Une mise en perspective sur la base de travaux récents
Jean Gadrey
Présentation
L'auteur de ce rapport mesurait la difficulté de l'exercice auquel il était convié
lorsqu'il a accepté de rédiger une synthèse de 38 rapports de recherche sur "l'économie
sociale et solidaire en région", sous l'angle de "l'évaluation de l'utilité sociale et des
bénéfices collectifs" des organisations de ce secteur. Il n'a pas été déçu. Ni par le caractère
insaisissable et multiforme de cet objet fuyant mais partout présent, qu'il s'agissait de
rattraper et de stabiliser pour un temps. Ni par les travaux qu'il a pu consulter et "exploiter",
en s'efforçant de rendre justice à leurs auteurs. Manifestement, ce programme a été
productif. Son utilité sociale sera jugée plus tard, mais la production de connaissances
originales et potentiellement utiles (car il reste à en organiser la "traduction" vers les
acteurs et les décideurs) est incontestable. Elle résulte de plusieurs facteurs, mais
l'implication constante, forte et intelligente des animateurs (Guy Neyret, Jean-Noël Chopart
et Daniel Rault), associée, au sens le plus fort de "l’association", à la motivation des
équipes et à leur goût du partage des savoirs, ont produit de forts bénéfices collectifs de
coopération. Les séminaires nationaux thématiques et les séminaires interrégionaux ont fait
le reste. La lecture des rapports est éclairante sur la façon dont la plupart des équipes ont pu
s’approprier, en les adaptant, des idées mises dans le pot commun, sans que leurs auteurs en
soient dépossédés. C'est un assez bel exemple de logique associative ou coopérative mise
en oeuvre dans la sphère publique : une personne, une voix ; non lucrativité ; retour des
bénéfices au collectif et à la collectivité ; démocratie interne ; partenariats multiples avec
les acteurs concernés ; innovation et découverte de nouveaux besoins de connaissance...

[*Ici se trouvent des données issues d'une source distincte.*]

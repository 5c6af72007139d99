//! # Materialized Ancestor View
//!
//! A read-optimized snapshot of every location's ancestor chain, precomputed
//! so listing queries can render a flattened tree without re-walking the
//! parent graph per row. The view is derived data: the registry rebuilds it
//! lazily and throws it away on every write that touches parent linkage or
//! deletion state.
//!
//! The view is *not* a correctness gate. Chains that hit a missing parent or
//! a pre-existing cycle are truncated at the last resolvable ancestor; the
//! hierarchy validator is what keeps such data from being written.

use std::collections::{HashMap, HashSet};

use locus_core::LocationId;

use crate::records::LocationRecord;

/// Precomputed root-first ancestor chains for every stored location.
#[derive(Debug, Clone, Default)]
pub struct AncestorView {
    /// Ancestors of each location, root first, excluding the location itself.
    chains: HashMap<LocationId, Vec<LocationId>>,
}

impl AncestorView {
    /// Build the view from a snapshot of the location table.
    pub fn build(locations: &HashMap<LocationId, LocationRecord>) -> Self {
        let mut chains = HashMap::with_capacity(locations.len());
        for id in locations.keys() {
            chains.insert(*id, ancestors_of(locations, *id));
        }
        Self { chains }
    }

    /// The ancestor chain of a location, root first. `None` if the location
    /// was not in the snapshot.
    pub fn ancestors(&self, id: LocationId) -> Option<&[LocationId]> {
        self.chains.get(&id).map(Vec::as_slice)
    }

    /// Depth of a location (root = 0).
    pub fn depth(&self, id: LocationId) -> Option<usize> {
        self.chains.get(&id).map(Vec::len)
    }

    /// Whether `descendant` sits below `ancestor` in the snapshot.
    pub fn is_descendant_of(&self, descendant: LocationId, ancestor: LocationId) -> bool {
        self.chains
            .get(&descendant)
            .is_some_and(|chain| chain.contains(&ancestor))
    }

    /// Number of locations in the snapshot.
    pub fn len(&self) -> usize {
        self.chains.len()
    }

    /// Whether the snapshot is empty.
    pub fn is_empty(&self) -> bool {
        self.chains.is_empty()
    }
}

/// Walk one location's ancestor chain, root first.
///
/// Truncates at an unresolvable parent or a repeated id; this is a view
/// builder, not a validator.
fn ancestors_of(
    locations: &HashMap<LocationId, LocationRecord>,
    id: LocationId,
) -> Vec<LocationId> {
    let mut chain = Vec::new();
    let mut visited: HashSet<LocationId> = HashSet::new();
    visited.insert(id);

    let mut current = match locations.get(&id).and_then(|r| r.parent_id) {
        Some(parent) => parent,
        None => return chain,
    };

    loop {
        if !visited.insert(current) {
            break;
        }
        let record = match locations.get(&current) {
            Some(record) => record,
            None => break,
        };
        chain.push(current);
        match record.parent_id {
            Some(parent) => current = parent,
            None => break,
        }
    }

    chain.reverse();
    chain
}
//! # Directory — The Facade Contract
//!
//! The single entry point the external HTTP/OData layer calls into. Writes
//! validate exhaustively, stamp audit provenance, and commit through the
//! registry's atomic write paths; reads compose the tenant access filter
//! with the caller's deletion scope before applying caller-supplied query
//! options.

use serde::{Deserialize, Serialize};
use thiserror::Error;

use locus_access::{
    visible_dashboard_options, visible_dashboards, visible_locations, visible_log_entries,
};
use locus_core::{
    DashboardId, DashboardOptionId, LocationId, LogEntryId, OfferingId, TenantId, Timestamp,
    UserId, ValidationErrors,
};
use locus_registry::{
    DashboardOptionRecord, DashboardRecord, DeletionScope, HierarchyError, LocationChanges,
    LocationRecord, LogEntryRecord, QueryOptions, Registry, RegistryError, TenantRecord,
};

use crate::dto::{
    DashboardDraft, DashboardOptionDraft, LocationDraft, LocationUpdate, LogEntryDraft,
    TenantDraft,
};
use crate::validation::{
    optional_text, require_present, require_text, validate_geometry, KEY_MAX_LEN, MESSAGE_MAX_LEN,
    NAME_MAX_LEN, NAME_MIN_LEN,
};

/// Errors surfaced through the facade.
#[derive(Error, Debug, Clone, PartialEq)]
pub enum FacadeError {
    /// One or more field failures, collected exhaustively.
    #[error(transparent)]
    Validation(#[from] ValidationErrors),

    /// Hierarchy validation rejected the write. Short-circuits.
    #[error(transparent)]
    Hierarchy(HierarchyError),

    /// Persistence-level failure: missing row or version conflict.
    /// Short-circuits; a conflict must be resubmitted with a fresh version.
    #[error(transparent)]
    Registry(RegistryError),
}

impl From<HierarchyError> for FacadeError {
    fn from(err: HierarchyError) -> Self {
        Self::Hierarchy(err)
    }
}

impl From<RegistryError> for FacadeError {
    fn from(err: RegistryError) -> Self {
        // Keep hierarchy errors addressable as hierarchy errors even when
        // they bubbled up through a registry write.
        match err {
            RegistryError::Hierarchy(inner) => Self::Hierarchy(inner),
            other => Self::Registry(other),
        }
    }
}

/// One row of a flattened tree listing.
#[derive(Debug, Clone, Serialize, Deserialize)]
pub struct TreeRow {
    pub location: LocationRecord,
    /// Depth below the root (root = 0), from the materialized ancestor view.
    pub depth: usize,
}

/// The facade service. Cloning shares the underlying registry.
#[derive(Debug, Clone, Default)]
pub struct Directory {
    registry: Registry,
}
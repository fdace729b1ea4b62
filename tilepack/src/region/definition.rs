//! Region definitions and their validation.

use serde::{Deserialize, Serialize};
use thiserror::Error;

/// Deepest zoom level a region may request.
pub const MAX_ZOOM: f64 = 22.0;

/// Reasons a definition is rejected before any engine call.
#[derive(Debug, Clone, PartialEq, Error)]
pub enum DefinitionError {
    #[error("coordinates must be finite numbers")]
    NonFiniteCoordinate,

    #[error("latitude {0} is outside [-90, 90]")]
    LatitudeOutOfRange(f64),

    #[error("longitude {0} is outside [-180, 180]")]
    LongitudeOutOfRange(f64),

    #[error("southwest corner ({south}, {west}) is not below/left of northeast corner ({north}, {east})")]
    InvertedBounds {
        south: f64,
        west: f64,
        north: f64,
        east: f64,
    },

    #[error("style reference is empty")]
    EmptyStyle,

    #[error("zoom {0} is outside [0, 22]")]
    ZoomOutOfRange(f64),

    #[error("min zoom {min} is greater than max zoom {max}")]
    InvertedZoom { min: f64, max: f64 },
}

/// A latitude/longitude pair in degrees.
#[derive(Debug, Clone, Copy, PartialEq)]
pub struct LatLng {
    pub lat: f64,
    pub lon: f64,
}

impl LatLng {
    pub fn new(lat: f64, lon: f64) -> Self {
        Self { lat, lon }
    }
}

/// Southwest/northeast bounding box.
///
/// Serialized as `[[sw_lat, sw_lon], [ne_lat, ne_lon]]`. Boxes crossing the
/// antimeridian are not representable: validation requires
/// `southwest.lon <= northeast.lon`.
#[derive(Debug, Clone, Copy, PartialEq, Serialize, Deserialize)]
#[serde(from = "[[f64; 2]; 2]", into = "[[f64; 2]; 2]")]
pub struct LatLngBounds {
    pub southwest: LatLng,
    pub northeast: LatLng,
}

impl LatLngBounds {
    pub fn new(southwest: LatLng, northeast: LatLng) -> Self {
        Self {
            southwest,
            northeast,
        }
    }

    fn validate(&self) -> Result<(), DefinitionError> {
        for corner in [self.southwest, self.northeast] {
            if !corner.lat.is_finite() || !corner.lon.is_finite() {
                return Err(DefinitionError::NonFiniteCoordinate);
            }
            if !(-90.0..=90.0).contains(&corner.lat) {
                return Err(DefinitionError::LatitudeOutOfRange(corner.lat));
            }
            if !(-180.0..=180.0).contains(&corner.lon) {
                return Err(DefinitionError::LongitudeOutOfRange(corner.lon));
            }
        }

        if self.southwest.lat > self.northeast.lat || self.southwest.lon > self.northeast.lon {
            return Err(DefinitionError::InvertedBounds {
                south: self.southwest.lat,
                west: self.southwest.lon,
                north: self.northeast.lat,
                east: self.northeast.lon,
            });
        }

        Ok(())
    }
}

impl From<[[f64; 2]; 2]> for LatLngBounds {
    fn from(pairs: [[f64; 2]; 2]) -> Self {
        Self::new(
            LatLng::new(pairs[0][0], pairs[0][1]),
            LatLng::new(pairs[1][0], pairs[1][1]),
        )
    }
}

impl From<LatLngBounds> for [[f64; 2]; 2] {
    fn from(bounds: LatLngBounds) -> Self {
        [
            [bounds.southwest.lat, bounds.southwest.lon],
            [bounds.northeast.lat, bounds.northeast.lon],
        ]
    }
}

/// What to download: bounds, style and zoom range.
///
/// Immutable after construction. [`validate`](Self::validate) is a separate
/// step so that definitions read back from an engine are never rejected.
#[derive(Debug, Clone, PartialEq, Serialize, Deserialize)]
#[serde(rename_all = "camelCase")]
pub struct RegionDefinition {
    bounds: LatLngBounds,
    #[serde(alias = "mapStyleUrl")]
    style_reference: String,
    min_zoom: f64,
    max_zoom: f64,
}

impl RegionDefinition {
    pub fn new(
        bounds: LatLngBounds,
        style_reference: impl Into<String>,
        min_zoom: f64,
        max_zoom: f64,
    ) -> Self {
        Self {
            bounds,
            style_reference: style_reference.into(),
            min_zoom,
            max_zoom,
        }
    }

    pub fn bounds(&self) -> &LatLngBounds {
        &self.bounds
    }

    pub fn style_reference(&self) -> &str {
        &self.style_reference
    }

    pub fn min_zoom(&self) -> f64 {
        self.min_zoom
    }

    pub fn max_zoom(&self) -> f64 {
        self.max_zoom
    }

    /// Check bounds ordering, zoom ordering and the style reference.
    ///
    /// Longitude wraparound is not handled; a box crossing the antimeridian
    /// fails with [`DefinitionError::InvertedBounds`].
    pub fn validate(&self) -> Result<(), DefinitionError> {
        self.bounds.validate()?;

        if self.style_reference.trim().is_empty() {
            return Err(DefinitionError::EmptyStyle);
        }

        for zoom in [self.min_zoom, self.max_zoom] {
            if !zoom.is_finite() || !(0.0..=MAX_ZOOM).contains(&zoom) {
                return Err(DefinitionError::ZoomOutOfRange(zoom));
            }
        }
        if self.min_zoom > self.max_zoom {
            return Err(DefinitionError::InvertedZoom {
                min: self.min_zoom,
                max: self.max_zoom,
            });
        }

        Ok(())
    }
}
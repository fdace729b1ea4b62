//! Region management commands.

use std::path::{Path, PathBuf};

use console::style;
use serde_json::Value;
use tilepack::config::config_file_path;
use tilepack::region::RegionId;

use super::common::{metadata_from_pairs, print_records};
use crate::error::CliError;
use crate::runner::CliRunner;

/// List every persisted region.
pub async fn list(runner: &CliRunner, json: bool) -> Result<(), CliError> {
    let records = runner.manager().list_regions().await?;

    if json {
        let array = Value::Array(
            records
                .iter()
                .filter_map(|r| serde_json::to_value(r).ok())
                .collect(),
        );
        println!("{}", array);
    } else {
        print_records(&records);
    }
    Ok(())
}

pub async fn delete(runner: &CliRunner, id: RegionId) -> Result<(), CliError> {
    runner.log_startup("delete");
    runner.manager().delete_region(id).await?;
    println!("{} Region {} deleted", style("✓").green(), id);
    Ok(())
}

pub async fn suspend(runner: &CliRunner, id: RegionId) -> Result<(), CliError> {
    runner.log_startup("suspend");
    runner.manager().suspend_region(id).await?;
    println!("Region {} suspended", id);
    Ok(())
}

pub async fn update_metadata(
    runner: &CliRunner,
    id: RegionId,
    meta: &[String],
) -> Result<(), CliError> {
    runner.log_startup("update-metadata");
    let metadata = metadata_from_pairs(meta)?;
    let record = runner.manager().update_region_metadata(id, metadata).await?;
    println!("{}", record.to_json());
    Ok(())
}

pub async fn merge(runner: &CliRunner, path: PathBuf) -> Result<(), CliError> {
    runner.log_startup("merge");
    let records = runner.manager().merge_regions(path).await?;
    println!("Merged {} region(s)", records.len());
    print_records(&records);
    Ok(())
}

pub async fn install(runner: &CliRunner, path: PathBuf) -> Result<(), CliError> {
    runner.log_startup("install");
    let records = runner.manager().install_pack_store(path).await?;
    println!("Installed {} region(s)", records.len());
    print_records(&records);
    Ok(())
}

/// Persist a tile count limit to the config file.
pub fn limit(runner: &CliRunner, config_path: Option<&Path>, limit: u64) -> Result<(), CliError> {
    let mut config = runner.config().clone();
    config.download.tile_count_limit = limit;

    let path = config_path.map_or_else(config_file_path, Path::to_path_buf);
    config.save_to(&path)?;
    runner.manager().set_tile_count_limit(limit);

    if limit == 0 {
        println!("Tile count limit removed");
    } else {
        println!("Tile count limit set to {}", limit);
    }
    Ok(())
}
//! CLI command implementations.
//!
//! - [`download`] - download a new region, or resume a persisted one
//! - [`regions`] - list, delete, suspend, update metadata, merge, install, limit

pub mod common;
pub mod download;
pub mod regions;
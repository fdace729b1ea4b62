//! Tilepack CLI - download and manage offline map regions.

mod commands;
mod error;
mod runner;

use std::path::PathBuf;

use clap::{Parser, Subcommand};

use commands::download::DownloadArgs;
use error::CliError;
use runner::CliRunner;
use tilepack::region::RegionId;

#[derive(Parser)]
#[command(name = "tilepack")]
#[command(version, about = "Download and manage offline map regions", long_about = None)]
struct Cli {
    /// Config file (default: ~/.tilepack/config.ini)
    #[arg(long, global = true)]
    config: Option<PathBuf>,

    #[command(subcommand)]
    command: Commands,
}

#[derive(Subcommand)]
enum Commands {
    /// Download a region and follow its progress (Ctrl+C suspends it)
    Download {
        /// Bounding box as S,W,N,E in degrees
        #[arg(long, allow_hyphen_values = true)]
        bounds: String,

        /// Style URL to prefetch
        #[arg(long)]
        style: String,

        #[arg(long, default_value = "0")]
        min_zoom: f64,

        #[arg(long)]
        max_zoom: f64,

        /// Metadata entry as key=value (repeatable)
        #[arg(long = "meta")]
        meta: Vec<String>,

        /// Print the record and progress events as JSON
        #[arg(long)]
        json: bool,
    },

    /// List downloaded regions
    List {
        #[arg(long)]
        json: bool,
    },

    /// Delete a region (its pack is suspended first)
    Delete { id: RegionId },

    /// Pause a region's download
    Suspend { id: RegionId },

    /// Continue a suspended download
    Resume {
        id: RegionId,

        #[arg(long)]
        json: bool,
    },

    /// Replace a region's metadata
    UpdateMetadata {
        id: RegionId,

        /// Metadata entry as key=value (repeatable)
        #[arg(long = "meta")]
        meta: Vec<String>,
    },

    /// Import the regions of another pack store file
    Merge { path: PathBuf },

    /// Install a prebuilt pack store, replacing every existing region
    Install { path: PathBuf },

    /// Set the per-region tile count limit (0 = unlimited)
    Limit { limit: u64 },
}

#[tokio::main]
async fn main() {
    let cli = Cli::parse();

    if let Err(e) = run(cli).await {
        e.exit();
    }
}

async fn run(cli: Cli) -> Result<(), CliError> {
    let runner = CliRunner::new(cli.config.as_deref())?;

    match cli.command {
        Commands::Download {
            bounds,
            style,
            min_zoom,
            max_zoom,
            meta,
            json,
        } => {
            commands::download::run(
                &runner,
                DownloadArgs {
                    bounds,
                    style,
                    min_zoom,
                    max_zoom,
                    meta,
                    json,
                },
            )
            .await
        }
        Commands::List { json } => commands::regions::list(&runner, json).await,
        Commands::Delete { id } => commands::regions::delete(&runner, id).await,
        Commands::Suspend { id } => commands::regions::suspend(&runner, id).await,
        Commands::Resume { id, json } => commands::download::resume(&runner, id, json).await,
        Commands::UpdateMetadata { id, meta } => {
            commands::regions::update_metadata(&runner, id, &meta).await
        }
        Commands::Merge { path } => commands::regions::merge(&runner, path).await,
        Commands::Install { path } => commands::regions::install(&runner, path).await,
        Commands::Limit { limit } => {
            commands::regions::limit(&runner, cli.config.as_deref(), limit)
        }
    }
}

La difficulté de la rédaction de ce rapport a été redoublée par le fait que le
rapporteur était un outsider des recherches dans ce champ, qui a son langage et ses sigles,
ses réseaux, ses règles et statuts, ses principes fondateurs, son identité et ses tensions, et ses
chercheurs confirmés. Fort heureusement, les insiders se sont révélés disponibles et prêts à
former l’outsider "sur le tas", en particulier à l'occasion des trois journées de séminaire
national, ainsi qu’en réagissant à l’envoi de papiers provisoires. Cela permettra peut-être
que la capacité parfois reconnue aux outsiders à jeter "un regard neuf" ne se résume pas à la
naïveté du néophyte.
Ce rapport est organisé de la façon suivante.
Le premier chapitre est consacré à un premier bilan de l’examen des trente-huit
rapports de recherche sous l’angle, d’une part, de l’importance qu’y tient la problématique
de l’utilité sociale, et, d’autre part, du degré d’acceptation ou de critique de cette
problématique par les chercheurs.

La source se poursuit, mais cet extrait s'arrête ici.